The Book of Beasties


What do you do when someone asks you about your mental health and asks you to write a guest blog? The answer is simple, you think about it for approximately a second and then say yes!

Why did I choose to guest blog?

When Phil Tottman aka The Book of Beasties contacted me, we started talking, he asked me if I wanted to write a feature blog based on my experience of Mental Health, I felt it was a perfect match. With his company and my personal experience, I couldn’t turn down the opportunity to share my story and help others. As Phil says “despite being one of the 10-15% of new mums who have experienced postnatal depression”, I took it upon myself to create greater awareness of postnatal depression, letting other mums know ‘it is okay to not be okay’. 

 

Mental Health vs The Unlikely Mummy

When I think of Kavita, I think of a ‘normal’ person, from a good family and the youngest of three with two older brothers. My parents have now been married for 40+ years (compared to my 2.5) and I have one incredibly cheeky son, born in May 2018. I wouldn’t want to change any of this as the introduction of my story.  What I would change is the fear, the loneliness, the guilt, the hate, the hurt and the difficulties that come with any mental illness. For me, my mental illness was Postnatal Depression.

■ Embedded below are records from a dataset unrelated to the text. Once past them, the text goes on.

use crate::viewer::animation::{
    AnimationClip, AnimationSink, AnimationTarget, Keyframe, LoopMode, PlaybackRequest,
    TrackProperty,
};
use crate::viewer::config::InflateSettings;
use crate::viewer::session::MeshId;
use bevy::math::Vec3;
use bevy::math::curve::easing::EaseFunction;
use std::fmt;
use tracing::debug;

pub trait EditableGeometry {
    /// `None` when the mesh carries no position attribute.
    fn positions_mut(&mut self) -> Option<&mut [f32]>;

    fn pivot(&self) -> Vec3;

    fn refresh_bounds(&mut self);
}

#[derive(Debug, Clone, Copy, PartialEq)]
pub struct Bounds {
    pub min: Vec3,
    pub max: Vec3,
}

impl Bounds {
    pub fn from_positions(positions: &[f32]) -> Option<Self> {
        let mut vertices = positions
            .chunks_exact(3)
            .map(|v| Vec3::new(v[0], v[1], v[2]));
        let first = vertices.next()?;
        let (min, max) = vertices.fold((first, first), |(min, max), v| (min.min(v), max.max(v)));
        Some(Self { min, max })
    }
}

#[derive(Debug, Clone, Copy, PartialEq, Eq)]
pub enum SkipReason {
    NoGeometry,
}

impl fmt::Display for SkipReason {
    fn fmt(&self, f: &mut fmt::Formatter<'_>) -> fmt::Result {
        match self {
            Self::NoGeometry => f.write_str("mesh has no position data"),
        }
    }
}

#[derive(Debug, Clone, Copy, PartialEq, Eq)]
pub enum TransformOutcome {
    Applied { vertices: usize },
    Skipped(SkipReason),
}

pub fn extend_mesh<G: EditableGeometry + ?Sized>(mesh: &mut G, factor: Vec3) -> TransformOutcome {
    let pivot = mesh.pivot();
    let Some(positions) = mesh.positions_mut() else {
        debug!("extend skipped, no position data");
        return TransformOutcome::Skipped(SkipReason::NoGeometry);
    };

    let mut vertices = 0;
    for vertex in positions.chunks_exact_mut(3) {
        let offset = Vec3::new(vertex[0], vertex[1], vertex[2]) - pivot;
        let extended = pivot + offset * factor;
        vertex.copy_from_slice(&extended.to_array());
        vertices += 1;
    }

    mesh.refresh_bounds();
    TransformOutcome::Applied { vertices }
}

pub fn move_mesh<G: EditableGeometry + ?Sized>(mesh: &mut G, distance: Vec3) -> TransformOutcome {
    let Some(positions) = mesh.positions_mut() else {
        debug!("move skipped, no position data");
        return TransformOutcome::Skipped(SkipReason::NoGeometry);
    };

    let mut vertices = 0;
    for vertex in positions.chunks_exact_mut(3) {
        let moved = Vec3::new(vertex[0], vertex[1], vertex[2]) + distance;
        vertex.copy_from_slice(&moved.to_array());
        vertices += 1;
    }

    mesh.refresh_bounds();
    TransformOutcome::Applied { vertices }
}

pub fn inflate_mesh<S: AnimationSink + ?Sized>(
    mesh: MeshId,
    position: Vec3,
    settings: &InflateSettings,
    sink: &mut S,
) {
    let scaling = AnimationClip::new(
        "scaling",
        TrackProperty::Scaling,
        settings.frame_rate,
        LoopMode::Once,
    )
    .with_easing(EaseFunction::SineOut)
    .with_keys([
        Keyframe::new(0.0, Vec3::ONE),
        Keyframe::new(settings.scale_frames, Vec3::from_array(settings.scale_to)),
    ]);

    let flight = AnimationClip::new(
        "position",
        TrackProperty::Position,
        settings.frame_rate,
        LoopMode::Once,
    )
    .with_easing(EaseFunction::SineIn)
    .with_keys([
        Keyframe::new(0.0, position),
        Keyframe::new(
            settings.flight_frames,
            Vec3::from_array(settings.flight_target),
        ),
    ]);

    let to_frame = scaling.last_frame().max(flight.last_frame());
    debug!(?mesh, to_frame, "inflate submitted");
    sink.submit(PlaybackRequest {
        target: AnimationTarget::Mesh(mesh),
        clips: vec![scaling, flight],
        from_frame: 0.0,
        to_frame,
        looping: false,
        speed: 1.0,
    });
}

Postnatal Depression (PND)

What is it? Postnatal depression is a common type of depression that some women experience after having a baby, although some women experience ‘baby blues’, for others it can last a little longer and that is when the emotions, feelings and experiences are diagnosed as postnatal depression. There are many factors that determine PND and I feel certain factors contributed to my diagnosis of PND. My pre-care with the midwives, my care within the delivery room, my care afterwards, my emergency caesarean. Maybe it was the fact my husband returned to work after 5 days or was it just the fear of being a mum who didn’t have a clue. Was it the loneliness I experienced when I was left on my own? I honestly do not know what the reason was for why I had or why I at times still think I have PND, but I am grateful I asked for help when I did, and I still ask for help today.

Postnatal depression doesn’t have to define your early days of motherhood, nor does it have to define you completely, it is a chapter in your life that some experience more of whereas, other don’t experience it at all. Either way, it really is just a chapter and one that can be overcome after the feeling of being constantly overwhelmed has passed. For me, I struggled with this in the early days, I felt so ashamed for not instantly falling in love with my son, I felt guilty that I struggled to feed him but worse of all, I felt nothing for the want of my life. I didn’t understand it at the time but the anger that was building up and the anger I felt was toxic. I was unable to care for my son in the best way I should have, the care for myself or my husband didn’t exist and all I wanted to do every moment I had was cry, that to me was mental health. My health was hurting, I didn’t know what I could do to help it. What I do know now and what I had wished I had known during those early days was the health part of mental health. I wish I concentrated on the HEALTH side of mental health. I wish I had a better diet, exercised more, cared for myself, had the right people to talk to. Most of all, I wish I had just loved myself. It is hard for me to admit that I felt like a failure and there is a lot of fear and regret in my past behaviour. I lost a part of me, friendship groups, respect for myself, but worst of all, I miss the person I knew I could have been and the person I wish my son first met.

When I was told I had PND, I lost a part of myself forever and a part I know I will never get back. That is the saddest part. You hear all the time that you are never the same person once you are a mum and motherhood can change a person. The truth is I hated the change, I craved my old life and at times I hated what I had because it took my freedom. Now on reflection, it pains me to even think that way. There are so many people in the world longing for a baby, a family and what I have. Back then, all I had was hatred towards some of the things I was lucky to have. But that was me then not me now. Now I am happy with what I have created, that cheeky grin that smiles back at me every morning is the greatest reward for all the self-help and therapy. The hardest thing was returning to the woman I once was and now juggling between family and work is by far the greatest achievement. I was in awe of those who were ‘working’ mums and now that I am one, I understand the difficulties to it and I am proud of that, I am proud of what I have achieved and with the strength I have inside me to be an even better version of myself not just for me, but for my son.

Get in touch

We can all learn to live with mental health illnesses, we can all learn to deal with them too, but to overcome it is another story and a story that is often untold. However, as The Unlikely Mummy, I am becoming to understand and gain the confidence in telling my story of beating the illness or at least trying to. I am slowly dealing and learning from my mental health challenges. When you feel ready, head over to my page and have a chat with me hello@theunlikelymummy.co.uk or just take a look at my journey so far on www.unlikelymummy.co.uk. I think it is important to understand mental health, introduce talking about it early in schools and support everyone who suffers or encounters it. Parents, grandparents, employees, employers, friends and family – we all need to be aware of what mental health can be and ways we can all help. None of us are alone, it isn’t contagious, we all can learn to help support each other. We just need to understand.